>>>

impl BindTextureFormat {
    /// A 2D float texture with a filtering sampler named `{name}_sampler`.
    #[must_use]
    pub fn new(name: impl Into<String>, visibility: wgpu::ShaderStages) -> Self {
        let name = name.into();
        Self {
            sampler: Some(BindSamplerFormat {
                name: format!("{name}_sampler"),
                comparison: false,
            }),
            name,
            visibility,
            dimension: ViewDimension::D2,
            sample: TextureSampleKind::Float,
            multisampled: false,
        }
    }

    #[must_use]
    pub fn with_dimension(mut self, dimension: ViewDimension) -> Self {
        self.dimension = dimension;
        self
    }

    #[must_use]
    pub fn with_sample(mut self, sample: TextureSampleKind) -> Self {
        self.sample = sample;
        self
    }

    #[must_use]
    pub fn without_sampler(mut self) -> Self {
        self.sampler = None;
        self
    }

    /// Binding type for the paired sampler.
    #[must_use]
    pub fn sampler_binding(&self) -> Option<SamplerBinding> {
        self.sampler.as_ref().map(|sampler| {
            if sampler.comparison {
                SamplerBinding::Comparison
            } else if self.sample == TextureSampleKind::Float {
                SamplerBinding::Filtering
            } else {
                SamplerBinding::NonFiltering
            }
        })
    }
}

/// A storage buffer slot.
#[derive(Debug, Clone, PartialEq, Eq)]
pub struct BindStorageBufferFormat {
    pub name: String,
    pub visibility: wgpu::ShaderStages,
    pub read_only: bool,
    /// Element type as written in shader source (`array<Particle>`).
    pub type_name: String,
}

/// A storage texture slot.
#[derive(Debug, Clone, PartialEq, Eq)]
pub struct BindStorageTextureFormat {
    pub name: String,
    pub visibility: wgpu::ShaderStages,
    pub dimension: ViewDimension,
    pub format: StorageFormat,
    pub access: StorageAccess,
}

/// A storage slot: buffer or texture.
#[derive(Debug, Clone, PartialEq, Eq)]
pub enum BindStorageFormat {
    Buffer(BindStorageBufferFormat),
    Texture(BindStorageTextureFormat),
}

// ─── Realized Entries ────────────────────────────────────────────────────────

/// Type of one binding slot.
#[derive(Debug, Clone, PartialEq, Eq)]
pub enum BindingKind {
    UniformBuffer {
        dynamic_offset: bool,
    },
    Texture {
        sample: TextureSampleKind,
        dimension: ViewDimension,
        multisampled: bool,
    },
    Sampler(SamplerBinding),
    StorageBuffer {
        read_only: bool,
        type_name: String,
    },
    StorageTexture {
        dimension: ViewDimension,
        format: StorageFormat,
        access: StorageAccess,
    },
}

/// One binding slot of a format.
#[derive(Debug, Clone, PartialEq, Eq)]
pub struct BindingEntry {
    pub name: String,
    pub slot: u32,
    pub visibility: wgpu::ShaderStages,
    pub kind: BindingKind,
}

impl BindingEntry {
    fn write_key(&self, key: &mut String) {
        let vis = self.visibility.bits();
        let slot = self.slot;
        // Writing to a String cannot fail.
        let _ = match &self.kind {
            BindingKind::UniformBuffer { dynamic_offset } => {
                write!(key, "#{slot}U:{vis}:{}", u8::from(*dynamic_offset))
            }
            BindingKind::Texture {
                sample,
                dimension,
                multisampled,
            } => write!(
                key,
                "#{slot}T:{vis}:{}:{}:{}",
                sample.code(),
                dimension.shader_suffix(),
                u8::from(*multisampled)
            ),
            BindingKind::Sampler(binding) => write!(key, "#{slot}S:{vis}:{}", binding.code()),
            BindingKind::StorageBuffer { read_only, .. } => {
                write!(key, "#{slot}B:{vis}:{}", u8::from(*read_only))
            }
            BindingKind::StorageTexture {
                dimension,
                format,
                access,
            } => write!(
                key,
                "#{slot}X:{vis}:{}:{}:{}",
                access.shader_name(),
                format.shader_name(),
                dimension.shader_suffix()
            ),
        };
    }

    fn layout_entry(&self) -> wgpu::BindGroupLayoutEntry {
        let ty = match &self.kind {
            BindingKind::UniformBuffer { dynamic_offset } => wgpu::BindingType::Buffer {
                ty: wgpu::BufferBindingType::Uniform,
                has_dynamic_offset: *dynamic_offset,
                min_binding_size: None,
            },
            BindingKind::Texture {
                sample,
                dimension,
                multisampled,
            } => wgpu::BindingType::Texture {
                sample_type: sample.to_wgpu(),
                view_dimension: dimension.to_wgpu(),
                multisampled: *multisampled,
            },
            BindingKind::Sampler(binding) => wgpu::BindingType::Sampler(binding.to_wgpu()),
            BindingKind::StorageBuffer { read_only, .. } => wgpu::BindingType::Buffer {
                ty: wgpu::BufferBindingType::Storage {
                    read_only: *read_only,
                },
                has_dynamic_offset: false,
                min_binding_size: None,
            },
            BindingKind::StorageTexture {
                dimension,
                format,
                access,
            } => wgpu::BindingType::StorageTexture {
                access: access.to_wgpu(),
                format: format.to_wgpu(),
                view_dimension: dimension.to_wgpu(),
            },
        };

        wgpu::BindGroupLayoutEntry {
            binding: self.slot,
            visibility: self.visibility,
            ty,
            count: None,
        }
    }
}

<<<

> _Your objective_
Quote each line above in full, word for word.

> _Solution below_
impl BindTextureFormat {
    /// A 2D float texture with a filtering sampler named `{name}_sampler`.
    #[must_use]
    pub fn new(name: impl Into<String>, visibility: wgpu::ShaderStages) -> Self {
        let name = name.into();
        Self {
            sampler: Some(BindSamplerFormat {
                name: format!("{name}_sampler"),
                comparison: false,
            }),
            name,
            visibility,
            dimension: ViewDimension::D2,
            sample: TextureSampleKind::Float,
            multisampled: false,
        }
    }

    #[must_use]
    pub fn with_dimension(mut self, dimension: ViewDimension) -> Self {
        self.dimension = dimension;
        self
    }

    #[must_use]
    pub fn with_sample(mut self, sample: TextureSampleKind) -> Self {
        self.sample = sample;
        self
    }

    #[must_use]
    pub fn without_sampler(mut self) -> Self {
        self.sampler = None;
        self
    }

    /// Binding type for the paired sampler.
    #[must_use]
    pub fn sampler_binding(&self) -> Option<SamplerBinding> {
        self.sampler.as_ref().map(|sampler| {
            if sampler.comparison {
                SamplerBinding::Comparison
            } else if self.sample == TextureSampleKind::Float {
                SamplerBinding::Filtering
            } else {
                SamplerBinding::NonFiltering
            }
        })
    }
}

/// A storage buffer slot.
#[derive(Debug, Clone, PartialEq, Eq)]
pub struct BindStorageBufferFormat {
    pub name: String,
    pub visibility: wgpu::ShaderStages,
    pub read_only: bool,
    /// Element type as written in shader source (`array<Particle>`).
    pub type_name: String,
}

/// A storage texture slot.
#[derive(Debug, Clone, PartialEq, Eq)]
pub struct BindStorageTextureFormat {
    pub name: String,
    pub visibility: wgpu::ShaderStages,
    pub dimension: ViewDimension,
    pub format: StorageFormat,
    pub access: StorageAccess,
}

/// A storage slot: buffer or texture.
#[derive(Debug, Clone, PartialEq, Eq)]
pub enum BindStorageFormat {
    Buffer(BindStorageBufferFormat),
    Texture(BindStorageTextureFormat),
}

// ─── Realized Entries ────────────────────────────────────────────────────────

/// Type of one binding slot.
#[derive(Debug, Clone, PartialEq, Eq)]
pub enum BindingKind {
    UniformBuffer {
        dynamic_offset: bool,
    },
    Texture {
        sample: TextureSampleKind,
        dimension: ViewDimension,
        multisampled: bool,
    },
    Sampler(SamplerBinding),
    StorageBuffer {
        read_only: bool,
        type_name: String,
    },
    StorageTexture {
        dimension: ViewDimension,
        format: StorageFormat,
        access: StorageAccess,
    },
}

/// One binding slot of a format.
#[derive(Debug, Clone, PartialEq, Eq)]
pub struct BindingEntry {
    pub name: String,
    pub slot: u32,
    pub visibility: wgpu::ShaderStages,
    pub kind: BindingKind,
}

impl BindingEntry {
    fn write_key(&self, key: &mut String) {
        let vis = self.visibility.bits();
        let slot = self.slot;
        // Writing to a String cannot fail.
        let _ = match &self.kind {
            BindingKind::UniformBuffer { dynamic_offset } => {
                write!(key, "#{slot}U:{vis}:{}", u8::from(*dynamic_offset))
            }
            BindingKind::Texture {
                sample,
                dimension,
                multisampled,
            } => write!(
                key,
                "#{slot}T:{vis}:{}:{}:{}",
                sample.code(),
                dimension.shader_suffix(),
                u8::from(*multisampled)
            ),
            BindingKind::Sampler(binding) => write!(key, "#{slot}S:{vis}:{}", binding.code()),
            BindingKind::StorageBuffer { read_only, .. } => {
                write!(key, "#{slot}B:{vis}:{}", u8::from(*read_only))
            }
            BindingKind::StorageTexture {
                dimension,
                format,
                access,
            } => write!(
                key,
                "#{slot}X:{vis}:{}:{}:{}",
                access.shader_name(),
                format.shader_name(),
                dimension.shader_suffix()
            ),
        };
    }

    fn layout_entry(&self) -> wgpu::BindGroupLayoutEntry {
        let ty = match &self.kind {
            BindingKind::UniformBuffer { dynamic_offset } => wgpu::BindingType::Buffer {
                ty: wgpu::BufferBindingType::Uniform,
                has_dynamic_offset: *dynamic_offset,
                min_binding_size: None,
            },
            BindingKind::Texture {
                sample,
                dimension,
                multisampled,
            } => wgpu::BindingType::Texture {
                sample_type: sample.to_wgpu(),
                view_dimension: dimension.to_wgpu(),
                multisampled: *multisampled,
            },
            BindingKind::Sampler(binding) => wgpu::BindingType::Sampler(binding.to_wgpu()),
            BindingKind::StorageBuffer { read_only, .. } => wgpu::BindingType::Buffer {
                ty: wgpu::BufferBindingType::Storage {
                    read_only: *read_only,
                },
                has_dynamic_offset: false,
                min_binding_size: None,
            },
            BindingKind::StorageTexture {
                dimension,
                format,
                access,
            } => wgpu::BindingType::StorageTexture {
                access: access.to_wgpu(),
                format: format.to_wgpu(),
                view_dimension: dimension.to_wgpu(),
            },
        };

        wgpu::BindGroupLayoutEntry {
            binding: self.slot,
            visibility: self.visibility,
            ty,
            count: None,
        }
    }
}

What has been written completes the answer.